C’est Engels qui perçut le premier dans « l’Origine des espèces » la démonstration « qu’il y a bien un développement historique dans la nature ». Il signala l’ouvrage à Marx. Au terme d’une première lecture Marx et Engels s’enthousiasmèrent de ce que Darwin, avec sa théorie de l’évolution, justifie scientifiquement leur opposition à la religion. Darwin est sensationnel parce qu’il « démoli » la théologie, parce qu’il lui porte un « coup mortel ».
La réfutation darwinienne du religieux enchanta si bien Marx et Engels que l’on peut relever, selon Régis Ladous, entre la fin 1859 et le début 1861, l’esquisse de ce qui aurait pu être un Darwino-marxisme, une sorte de matérialisme dialectique sociobiologique.
En décembre 1860, Marx écrit à Engels qu’il croit reconnaitre dans « l’origine des espèces » : « le fondement historico-naturel de notre position ». Et il persiste un mois plus tard en écrivant « le livre de Darwin est très important et me convient comme base de la lutte historique des classes ». Mais dans le tome premier du capital en 1867, il n’y a plus aucune trace d’un quelconque rapprochement entre la lutte des classes et la lutte pour la vie, le mouvement dialectique et l’évolution selon Darwin.

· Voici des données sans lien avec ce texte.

// Derived views over the current roster.
//
// Everything here is a pure function of (roster, filters, sort). Nothing is
// cached; callers recompute on demand.

pub mod compare;
pub mod filter;
pub mod sort;
pub mod stats;

pub use compare::{compare, Comparison, ComparisonRow, Verdict};
pub use filter::{FilterCriteria, Predicate, TradeFilter};
pub use sort::{Direction, SortCriteria, SortField, SortKey};
pub use stats::ClubStats;

use crate::roster::{Roster, RosterEntry};

/// Filter then sort the roster. The roster itself is untouched.
pub fn project<'a>(
    roster: &'a Roster,
    filters: &FilterCriteria,
    sort: &SortCriteria,
) -> Vec<&'a RosterEntry> {
    let predicates = filters.compile();
    let mut view: Vec<&RosterEntry> = if predicates.is_empty() {
        roster.entries().iter().collect()
    } else {
        roster
            .entries()
            .iter()
            .filter(|e| filter::matches_all(&predicates, e))
            .collect()
    };
    sort.sort(&mut view);
    view
}

#[cfg(test)]
mod tests {
    use super::*;
    use crate::roster::{ingest, Price};
    use crate::reference::ReferenceMap;

    fn sample() -> Roster {
        let text = "\
Name,ID,Rating,Team,Price
Alice,1,85,Alpha FC,5000
Bob,2,90,Beta FC,-- NA --
Carol,3,78,Alpha FC,1200
Dan,4,90,Gamma FC,800
";
        ingest(text, &ReferenceMap::empty()).unwrap().roster
    }

    fn names(view: &[&RosterEntry]) -> Vec<String> {
        view.iter().map(|e| e.name.clone()).collect()
    }

    #[test]
    fn default_projection_is_import_order() {
        let roster = sample();
        let view = project(&roster, &FilterCriteria::default(), &SortCriteria::default());
        assert_eq!(names(&view), vec!["Alice", "Bob", "Carol", "Dan"]);
    }

    #[test]
    fn filter_and_sort_compose() {
        let roster = sample();
        let filters = FilterCriteria {
            club: "alpha".into(),
            ..Default::default()
        };
        let sort = SortCriteria::new(vec![SortKey::new(SortField::Rating, Direction::Ascending)]);
        assert_eq!(names(&project(&roster, &filters, &sort)), vec!["Carol", "Alice"]);
    }

    #[test]
    fn price_sort_puts_unavailable_last() {
        let roster = sample();
        let sort = SortCriteria::new(vec![SortKey::new(SortField::Price, Direction::Descending)]);
        let view = project(&roster, &FilterCriteria::default(), &sort);
        assert_eq!(names(&view), vec!["Alice", "Carol", "Dan", "Bob"]);
        assert_eq!(view[3].external_price, Price::Unavailable);
    }

    #[test]
    fn projection_is_repeatable() {
        let roster = sample();
        let sort = SortCriteria::new(vec![
            SortKey::new(SortField::Rating, Direction::Descending),
            SortKey::new(SortField::Name, Direction::Ascending),
        ]);
        let first = names(&project(&roster, &FilterCriteria::default(), &sort));
        let second = names(&project(&roster, &FilterCriteria::default(), &sort));
        assert_eq!(first, second);
        assert_eq!(first, vec!["Bob", "Dan", "Alice", "Carol"]);
    }

    #[test]
    fn empty_roster_projects_to_empty() {
        let roster = Roster::new(vec![]);
        let filters = FilterCriteria {
            name: "x".into(),
            ..Default::default()
        };
        assert!(project(&roster, &filters, &SortCriteria::default()).is_empty());
    }
}
pub const HELP: &str = "\
Commands:
  import <path>                 load a club CSV export
  coins <amount>                set the coin budget
  filter name|position|club|rarity|nation [text]
  filter rating <min> <max>
  filter price <min> [max]
  filter tradeable yes|no|all
  reset                         clear all filters
  sort <field> [asc|desc], ...  fields: name rating price position team league nation
  sort none                     keep import order
  list                          show the filtered roster
  stats                         club-wide statistics
  compare <a> <b>               compare two players by id (or `name vs name`)
  diagnostics                   rows skipped by the last import
  recommend [formation]         ask for a lineup and upgrades
  save | restore                persist or reload the session
  help | quit";

// ---------------------------------------------------------------------------
// Parsing
// ---------------------------------------------------------------------------

/// One parsed input line.
#[derive(Debug, Clone, PartialEq)]
pub enum Input {
    Command(UserCommand),
    Help,
    Empty,
}

#[derive(Debug, Clone, PartialEq, Eq, thiserror::Error)]
pub enum ParseError {
    #[error("unknown command \"{0}\" (type `help` for a list)")]
    Unknown(String),

    #[error("usage: {0}")]
    Usage(&'static str),

    #[error("not a number: \"{0}\"")]
    Number(String),

    #[error("{0}")]
    Invalid(String),
}

/// Parse one line of console input.
pub fn parse_command(line: &str) -> Result<Input, ParseError> {
    let line = line.trim();
    if line.is_empty() {
        return Ok(Input::Empty);
    }
    let (verb, rest) = match line.split_once(char::is_whitespace) {
        Some((verb, rest)) => (verb, rest.trim()),
        None => (line, ""),
    };

    let cmd = match verb.to_lowercase().as_str() {
        "import" | "load" => {
            if rest.is_empty() {
                return Err(ParseError::Usage("import <path>"));
            }
            UserCommand::ImportFile {
                path: rest.to_string(),
            }
        }
        "coins" | "budget" => UserCommand::SetCoins(parse_amount(rest, "coins <amount>")?),
        "filter" => UserCommand::SetFilter(parse_filter(rest)?),
        "reset" => UserCommand::ResetFilters,
        "sort" => UserCommand::SetSort(parse_sort(rest)?),
        "list" | "ls" => UserCommand::ShowRoster,
        "stats" => UserCommand::ShowStats,
        "compare" => {
            let (left, right) = parse_pair(rest)?;
            UserCommand::Compare { left, right }
        }
        "diagnostics" | "diag" => UserCommand::ShowDiagnostics,
        "recommend" => UserCommand::RequestRecommendation {
            formation: (!rest.is_empty()).then(|| rest.to_string()),
        },
        "save" => UserCommand::SaveSession,
        "restore" => UserCommand::RestoreSession,
        "help" | "?" => return Ok(Input::Help),
        "quit" | "exit" | "q" => UserCommand::Quit,
        other => return Err(ParseError::Unknown(other.to_string())),
    };
    Ok(Input::Command(cmd))
}

/// Non-negative integer, tolerating `,` and `_` separators.
fn parse_amount(text: &str, usage: &'static str) -> Result<u64, ParseError> {
    if text.is_empty() {
        return Err(ParseError::Usage(usage));
    }
    let cleaned: String = text.chars().filter(|c| !matches!(c, ',' | '_')).collect();
    cleaned
        .parse::<u64>()
        .map_err(|_| ParseError::Number(text.to_string()))
}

En 1873 Marx envoie à Darwin un exemplaire du « Capital ». Dans une lettre datée du premier octobre de la même année, Darwin remercie Marx pour son intention. Il y affirme aussi « ne guère comprendre l’économie politique et constate que ses études ont été «différentes ». Il termine sa lettre par une profession de foi scientiste : « je crois, écrit Darwin, que nous désirons tous les deux sérieusement l’extension de la connaissance, et que cela, à la longue, ajoutera surement au bonheur de l’humanité ». La dessus Darwin coupa 105 des 822 pages du Capital et rangea définitivement l’ouvrage dans sa bibliothèque.
Il refusa à Marx, le 13 octobre 1880, la dédicace d’un ouvrage à paraitre.
Décidemment, le rendez-vous de Marx avec Darwin fut, comme le dit Patrick Tort, « un rendez-vous manqué ».
En France, des marxistes comme Paul Lafargue et Jules Guesde défendront la théorie darwinienne pour les mêmes raisons idéologiques que Marx, c'est-à-dire en tant qu’elle s’oppose à la religion. Pour eux, Darwin et Marx ont une même conception matérialiste de l’évolution.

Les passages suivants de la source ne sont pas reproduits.